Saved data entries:
════════════════

//! The packet unit that moves through the pipeline.
//!
//! A [`Packet`] owns its raw frame bytes plus a decoded-header view filled in
//! by the decode stage, the flow reference attached by the flow stage, the
//! action bitfield consumed by the verdict stage, and the ordered alert list
//! appended to by the detection stage. Packets are created only from the
//! packet pool and returned to it after output fan-out.

use crate::flow::Flow;
use crate::stream::StreamMsg;
use crate::utils::time::Timestamp;

use std::net::{IpAddr, Ipv4Addr};
use std::sync::atomic::{AtomicBool, AtomicUsize, Ordering};
use std::sync::Arc;

use bitmask_enum::bitmask;

// Packet event flags, set by decode/stream and surfaced as counters.
pub const EVENT_PKT_TOO_SMALL: u32 = 0x0001;
pub const EVENT_IPV4_TRUNC: u32 = 0x0002;
pub const EVENT_IPV4_BAD_CSUM: u32 = 0x0004;
pub const EVENT_IPV6_TRUNC: u32 = 0x0008;
pub const EVENT_TCP_TRUNC: u32 = 0x0010;
pub const EVENT_TCP_BAD_CSUM: u32 = 0x0020;
pub const EVENT_UDP_TRUNC: u32 = 0x0040;
pub const EVENT_UDP_BAD_CSUM: u32 = 0x0080;
pub const EVENT_ICMP_TRUNC: u32 = 0x0100;
pub const EVENT_TCP_INVALID_SEQ: u32 = 0x0200;
pub const EVENT_TCP_INVALID_RST: u32 = 0x0400;
pub const EVENT_IPV4_BAD_VERSION: u32 = 0x0800;
pub const EVENT_TUNNEL_DEPTH: u32 = 0x1000;

/// Verdict bits accumulated on a packet. Drop outranks reject outranks
/// accept when the verdict stage translates them for the source.
#[bitmask(u8)]
pub enum PacketAction {
    Accept,
    Drop,
    Reject,
}

/// Per-packet processing flags.
#[bitmask(u8)]
pub enum PacketFlags {
    /// Flow was established before this packet.
    Established,
    /// Only stream-reassembly matches may fire on this packet.
    StreamOnly,
    /// Stream-reassembly matches must not fire on this packet.
    NoStream,
    /// Synthetic packet carrying a tunnel inner frame.
    TunnelInner,
}

/// Direction of a packet relative to its flow's originator.
#[derive(Debug, Default, Copy, Clone, PartialEq, Eq)]
pub enum Direction {
    #[default]
    ToServer,
    ToClient,
}

impl Direction {
    #[inline]
    pub fn is_to_server(&self) -> bool {
        matches!(self, Direction::ToServer)
    }
}

/// Datalink type reported by the packet source.
#[derive(Debug, Default, Copy, Clone, PartialEq, Eq)]
pub enum Datalink {
    #[default]
    Ethernet,
    LinuxSll,
    Ppp,
    /// Raw IPv4, no link header.
    Raw,
}

/// Decoded network-layer view.
#[derive(Debug, Clone)]
pub struct IpMeta {
    pub src: IpAddr,
    pub dst: IpAddr,
    pub proto: u8,
    pub version: u8,
    /// Offset of the IP header from the start of the frame.
    pub hdr_offset: usize,
    pub hdr_len: usize,
    /// Length of everything after the IP header.
    pub payload_len: usize,
}

/// Decoded TCP view.
#[derive(Debug, Default, Clone, Copy)]
pub struct TcpMeta {
    pub sport: u16,
    pub dport: u16,
    pub seq: u32,
    pub ack: u32,
    pub flags: u8,
    pub window: u16,
    /// Window scale shift count from the SYN options, if present.
    pub wscale: Option<u8>,
    pub payload_offset: usize,
    pub payload_len: usize,
}

/// Decoded UDP view.
#[derive(Debug, Default, Clone, Copy)]
pub struct UdpMeta {
    pub sport: u16,
    pub dport: u16,
    pub payload_offset: usize,
    pub payload_len: usize,
}

/// Decoded ICMP view.
#[derive(Debug, Default, Clone, Copy)]
pub struct IcmpMeta {
    pub itype: u8,
    pub icode: u8,
}

/// Decoded transport-layer view.
#[derive(Debug, Clone, Copy)]
pub enum Transport {
    Tcp(TcpMeta),
    Udp(UdpMeta),
    Icmp(IcmpMeta),
}

impl Transport {
    #[inline]
    pub fn src_port(&self) -> u16 {
        match self {
            Transport::Tcp(t) => t.sport,
            Transport::Udp(u) => u.sport,
            Transport::Icmp(_) => 0,
        }
    }

    #[inline]
    pub fn dst_port(&self) -> u16 {
        match self {
            Transport::Tcp(t) => t.dport,
            Transport::Udp(u) => u.dport,
            Transport::Icmp(_) => 0,
        }
    }
}

/// One fired alert, in ascending internal signature order on the packet.
#[derive(Debug, Clone, PartialEq, Eq)]
pub struct Alert {
    pub gid: u32,
    pub sid: u32,
    pub rev: u32,
    pub class: u32,
    pub prio: u32,
    pub msg: String,
    /// Byte offset of the first confirming match, when one exists.
    pub match_offset: usize,
    /// Action the firing signature requested.
    pub action: PacketAction,
}

/// Shared verdict bookkeeping for a tunnel wrapper and its inner packets.
///
/// The root's verdict is applied only once every inner sibling has reported,
/// tracked by the outstanding counter.
#[derive(Debug, Default)]
pub struct TunnelRoot {
    outstanding: AtomicUsize,
    drop: AtomicBool,
}

impl TunnelRoot {
    pub fn new(inner_cnt: usize) -> Self {
        TunnelRoot {
            outstanding: AtomicUsize::new(inner_cnt),
            drop: AtomicBool::new(false),
        }
    }

    /// Record one inner packet's verdict; returns `true` when this was the
    /// last outstanding sibling.
    pub fn report(&self, drop: bool) -> bool {
        if drop {
            self.drop.store(true, Ordering::Release);
        }
        self.outstanding.fetch_sub(1, Ordering::AcqRel) == 1
    }

    pub fn outstanding(&self) -> usize {
        self.outstanding.load(Ordering::Acquire)
    }

    pub fn should_drop(&self) -> bool {
        self.drop.load(Ordering::Acquire)
    }
}

/// Tunnel membership of a packet.
#[derive(Debug, Clone)]
pub struct TunnelRef {
    pub root: Arc<TunnelRoot>,
    pub is_root: bool,
}

/// The unit that flows through the pipeline.
#[derive(Debug)]
pub struct Packet {
    /// Raw frame bytes, owned for the packet's pool lifetime.
    pub data: Vec<u8>,
    pub datalink: Datalink,
    pub ts: Timestamp,
    pub l3: Option<IpMeta>,
    pub transport: Option<Transport>,
    pub events: u32,
    pub action: PacketAction,
    pub flags: PacketFlags,
    pub flow: Option<Arc<Flow>>,
    pub direction: Direction,
    pub alerts: Vec<Alert>,
    /// Stream messages emitted by the reassembler while handling this packet.
    pub stream_msgs: Vec<StreamMsg>,
    pub tunnel: Option<TunnelRef>,
    pub recursion_level: u8,
}

impl Default for Packet {
    fn default() -> Self {
        Packet {
            data: Vec::new(),
            datalink: Datalink::default(),
            ts: Timestamp::default(),
            l3: None,
            transport: None,
            events: 0,
            action: PacketAction::none(),
            flags: PacketFlags::none(),
            flow: None,
            direction: Direction::default(),
            alerts: Vec::new(),
            stream_msgs: Vec::new(),
            tunnel: None,
            recursion_level: 0,
        }
    }
}

impl Packet {
    /// Prepares a recycled packet for a fresh frame.
    pub fn init(&mut self, frame: &[u8], datalink: Datalink, ts: Timestamp) {
        self.data.clear();
        self.data.extend_from_slice(frame);
        self.datalink = datalink;
        self.ts = ts;
        self.l3 = None;
        self.transport = None;
        self.events = 0;
        self.action = PacketAction::none();
        self.flags = PacketFlags::none();
        self.flow = None;
        self.direction = Direction::ToServer;
        self.alerts.clear();
        self.stream_msgs.clear();
        self.tunnel = None;
        self.recursion_level = 0;
    }

    #[inline]
    pub fn set_event(&mut self, ev: u32) {
        self.events |= ev;
    }

    #[inline]
    pub fn has_event(&self, ev: u32) -> bool {
        self.events & ev != 0
    }

    /// Transport payload bytes, empty when undecoded.
    #[inline]
    pub fn payload(&self) -> &[u8] {
        match &self.transport {
            Some(Transport::Tcp(t)) => {
                &self.data[t.payload_offset..t.payload_offset + t.payload_len]
            }
            Some(Transport::Udp(u)) => {
                &self.data[u.payload_offset..u.payload_offset + u.payload_len]
            }
            _ => &[],
        }
    }

    #[inline]
    pub fn tcp(&self) -> Option<&TcpMeta> {
        match &self.transport {
            Some(Transport::Tcp(t)) => Some(t),
            _ => None,
        }
    }

    #[inline]
    pub fn src_addr(&self) -> Option<IpAddr> {
        self.l3.as_ref().map(|l3| l3.src)
    }

    #[inline]
    pub fn dst_addr(&self) -> Option<IpAddr> {
        self.l3.as_ref().map(|l3| l3.dst)
    }

    /// IPv4 source address as a host-order u32, for the unified formats.
    #[inline]
    pub fn ipv4_src(&self) -> Option<Ipv4Addr> {
        match self.src_addr() {
            Some(IpAddr::V4(a)) => Some(a),
            _ => None,
        }
    }

    #[inline]
    pub fn ipv4_dst(&self) -> Option<Ipv4Addr> {
        match self.dst_addr() {
            Some(IpAddr::V4(a)) => Some(a),
            _ => None,
        }
    }

    #[inline]
    pub fn ip_proto(&self) -> Option<u8> {
        self.l3.as_ref().map(|l3| l3.proto)
    }

    #[inline]
    pub fn src_port(&self) -> u16 {
        self.transport.as_ref().map_or(0, |t| t.src_port())
    }

    #[inline]
    pub fn dst_port(&self) -> u16 {
        self.transport.as_ref().map_or(0, |t| t.dst_port())
    }

    /// Final verdict for the source: drop wins over reject wins over accept.
    #[inline]
    pub fn verdict_is_drop(&self) -> bool {
        self.action.intersects(PacketAction::Drop | PacketAction::Reject)
    }
}

#[cfg(test)]
mod tests {
    use super::*;

    #[test]
    fn action_precedence() {
        let mut p = Packet::default();
        assert!(!p.verdict_is_drop());
        p.action |= PacketAction::Accept;
        assert!(!p.verdict_is_drop());
        p.action |= PacketAction::Drop;
        assert!(p.verdict_is_drop());
    }

    #[test]
    fn tunnel_root_waits_for_all_siblings() {
        let root = TunnelRoot::new(2);
        assert!(!root.report(false));
        assert_eq!(root.outstanding(), 1);
        assert!(root.report(true));
        assert!(root.should_drop());
    }

    #[test]
    fn init_clears_previous_state() {
        let mut p = Packet::default();
        p.data.extend_from_slice(b"old");
        p.events = EVENT_TCP_BAD_CSUM;
        p.alerts.push(Alert {
            gid: 1,
            sid: 1,
            rev: 1,
            class: 0,
            prio: 3,
            msg: String::new(),
            match_offset: 0,
            action: PacketAction::Accept,
        });
        p.init(b"new frame", Datalink::Ethernet, Timestamp::new(1, 0));
        assert_eq!(&p.data, b"new frame");
        assert_eq!(p.events, 0);
        assert!(p.alerts.is_empty());
    }
}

════════════════

### YOUR INSTRUCTIONS
Compute the number of lines in the entries above that hold the word "layer"; the answer must contain nothing else.

### EXPECTED ANSWER
2